A friend of mine tells the story of the time her brother accompanied her and her family on a trip to Israel. Her brother, an olive-skinned guy who was not Jewish and who had chemical residue on his hands from working in the automotive industry, was aggressively questioned by El Al security in New York for a long time before being allowed to board his flight. Things escalated, she recalled, because he was unmarried and had no children. It is not that all single people are potential terrorists, but terrorists are generally less likely to have spouses and families.
With good reason. In a piece last week in The New Yorker, Zayd Ayers Dohrn, the son of Bill Ayers and Bernadine Dohrn, describes what it was like to grow up with domestic terrorists as parents.
Zayd’s parents were part of the Weather Underground group that protested the Vietnam War with bombings. For a time, Bernardine Dohrn was on the government’s “most wanted” list, and J. Edgar Hoover once called her “The most dangerous woman in America.”
Amid planting bombs and helping criminals escape from prison, Bernadine Dohrn decided she wanted a baby. In retrospect, she thinks the impetus might have been turning 30. Zayd was born in a “safe house” in 1977 with a midwife supervising.
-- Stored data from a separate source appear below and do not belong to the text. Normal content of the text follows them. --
//! Schedule and schedule-run data model.

use chrono::{DateTime, Utc};
use serde::{Deserialize, Serialize};

/// What to do with fire times missed while the scheduler was down.
#[derive(Debug, Clone, Copy, PartialEq, Eq, Serialize, Deserialize)]
#[serde(rename_all = "snake_case")]
pub enum CatchupPolicy {
    /// Drop everything before the most recent fire time.
    None,
    /// Emit every missed fire time immediately, oldest first.
    FireImmediately,
    /// Emit missed fire times one per tick, bounded by `MAX_CATCHUP_PER_TICK`.
    Spread,
}

impl CatchupPolicy {
    pub fn as_str(&self) -> &'static str {
        match self {
            CatchupPolicy::None => "none",
            CatchupPolicy::FireImmediately => "fire_immediately",
            CatchupPolicy::Spread => "spread",
        }
    }

    pub fn parse(s: &str) -> Option<Self> {
        match s {
            "none" => Some(CatchupPolicy::None),
            "fire_immediately" => Some(CatchupPolicy::FireImmediately),
            "spread" => Some(CatchupPolicy::Spread),
            _ => None,
        }
    }
}

/// What to do when a schedule's previous run is still in flight.
#[derive(Debug, Clone, Copy, PartialEq, Eq, Serialize, Deserialize)]
#[serde(rename_all = "snake_case")]
pub enum OverlapPolicy {
    /// Start anyway, no ordering imposed.
    Allow,
    /// Skip this firing, recording `SKIPPED`.
    Skip,
    /// Defer the remaining fire times in this tick to the next tick.
    Queue,
}

impl OverlapPolicy {
    pub fn as_str(&self) -> &'static str {
        match self {
            OverlapPolicy::Allow => "allow",
            OverlapPolicy::Skip => "skip",
            OverlapPolicy::Queue => "queue",
        }
    }

    pub fn parse(s: &str) -> Option<Self> {
        match s {
            "allow" => Some(OverlapPolicy::Allow),
            "skip" => Some(OverlapPolicy::Skip),
            "queue" => Some(OverlapPolicy::Queue),
            _ => None,
        }
    }
}

/// Terminal and in-flight states of one `schedule_runs` row.
#[derive(Debug, Clone, Copy, PartialEq, Eq, Serialize, Deserialize)]
#[serde(rename_all = "SCREAMING_SNAKE_CASE")]
pub enum ScheduleRunStatus {
    Enqueued,
    Started,
    Success,
    Failed,
    Skipped,
}

impl ScheduleRunStatus {
    pub fn as_str(&self) -> &'static str {
        match self {
            ScheduleRunStatus::Enqueued => "ENQUEUED",
            ScheduleRunStatus::Started => "STARTED",
            ScheduleRunStatus::Success => "SUCCESS",
            ScheduleRunStatus::Failed => "FAILED",
            ScheduleRunStatus::Skipped => "SKIPPED",
        }
    }
}

/// One schedule as loaded from the store, independent of the column
/// encoding the store chooses for `catchup_policy`/`overlap_policy`.
#[derive(Debug, Clone, Serialize, Deserialize)]
pub struct Schedule {
    pub schedule_id: String,
    pub workflow_id: String,
    pub version: u32,
    pub user_id: String,
    pub trigger_node_id: String,
    pub cron_expr: String,
    pub timezone: String,
    pub catchup_policy: CatchupPolicy,
    pub overlap_policy: OverlapPolicy,
    pub jitter_ms: u32,
    pub paused: bool,
    pub start_at: Option<DateTime<Utc>>,
    pub end_at: Option<DateTime<Utc>>,
    pub last_scheduled_for: Option<DateTime<Utc>>,
}

/// Input to `upsert_schedule`.
#[derive(Debug, Clone)]
pub struct UpsertSchedule {
    pub schedule_id: String,
    pub workflow_id: String,
    pub version: u32,
    pub user_id: String,
    pub trigger_node_id: String,
    pub cron_expr: String,
    pub timezone: String,
    pub catchup_policy: CatchupPolicy,
    pub overlap_policy: OverlapPolicy,
    pub jitter_ms: u32,
    pub start_at: Option<DateTime<Utc>>,
    pub end_at: Option<DateTime<Utc>>,
}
“According to my parents,” he writes, “by the time I was three I had learned to recognize plainclothes cops and F.B.I. agents in a crowd. …They taught me never to use landlines that could be traced — we carried rolls of dimes in our pockets and made our calls from pay phones. I learned to speak in code. … When I was four, I learned to walk a ‘trajectory,’ the complicated mix of turns and switchbacks we used to lose a tail.”
It all seemed like a game to him at the time and he felt certain that his parents would always protect him. “But, like most origin stories,” he writes, “I now know that ours was mostly a myth.”
As an adult, Dorhn has a lot of questions. Perhaps the most important is this: Why would you even have children when you’re living as fugitives from the law and could end up hurt or killed or in prison at any moment?
When he finds out that his father had used a family camping trip to case a prison in order to plan the escape of a member of the Black Liberation Army, Dohrn (who now has young children of his own) asks, “You were a father. … Didn’t you think about that? About the risks you were taking?”
Ayers responds with his own self-aggrandizing question: “How do you take responsibility for yourself and your family, and at the same time take some responsibility for the larger world?”
Chesa Boudin, who was adopted by Dohrn’s parents when his own parents were sent to prison for their violent activities, said of his experience, “I was still breast-feeding when they were arrested (for their role in the Brinks robbery). Later, I would say to them, ‘Why did you both have to go? ... It only takes one person to drive a car.’”
The truth is that these parents are the exception.
If you want to know why most radical movements discourage the formation of nuclear families, it’s because they don’t want their adherents to put anything above the cause. In 2020, Black Lives Matter included this on its website: “We disrupt the Western-prescribed nuclear family structure requirement by supporting each other as extended families and ‘villages’ that collectively care for one another, especially our children, to the degree that mothers, parents, and children are comfortable.” (After criticism, this language was later removed.)
The same was true of Marxism. If you were going to have children, they would be reared in a collective, because the attachment to one’s spouse and children might make you prioritize them over the interests of the community.
When Dorhn and Ayers decided to turn themselves in to the FBI, it was not because they were about to be caught, or even really that they had regrets about what they had done. By that point, Zayd had a younger brother. And the parents decided that it was simply not practical to live a life on the run with a family of four.
Rather than embracing his parents as heroes — as much of the culture has continued to do for a half-century after charges against them were dismissed because of government misconduct — Dohrn is not shy about criticizing them.
“All of us kids who grew up in the underground know that feeling — of being unwilling casualties of our parents’ war. None of us decided to follow in our parents’ violent footsteps,” he wrote.
Though Dohrn tries to find things he admires about his parents’ dedication, he concludes, “we all had to live with the knowledge that their radical choices had costs not just for us but for the other families who were hurt, the other kids who had to grow up without their parents.”
This is how decent human beings think.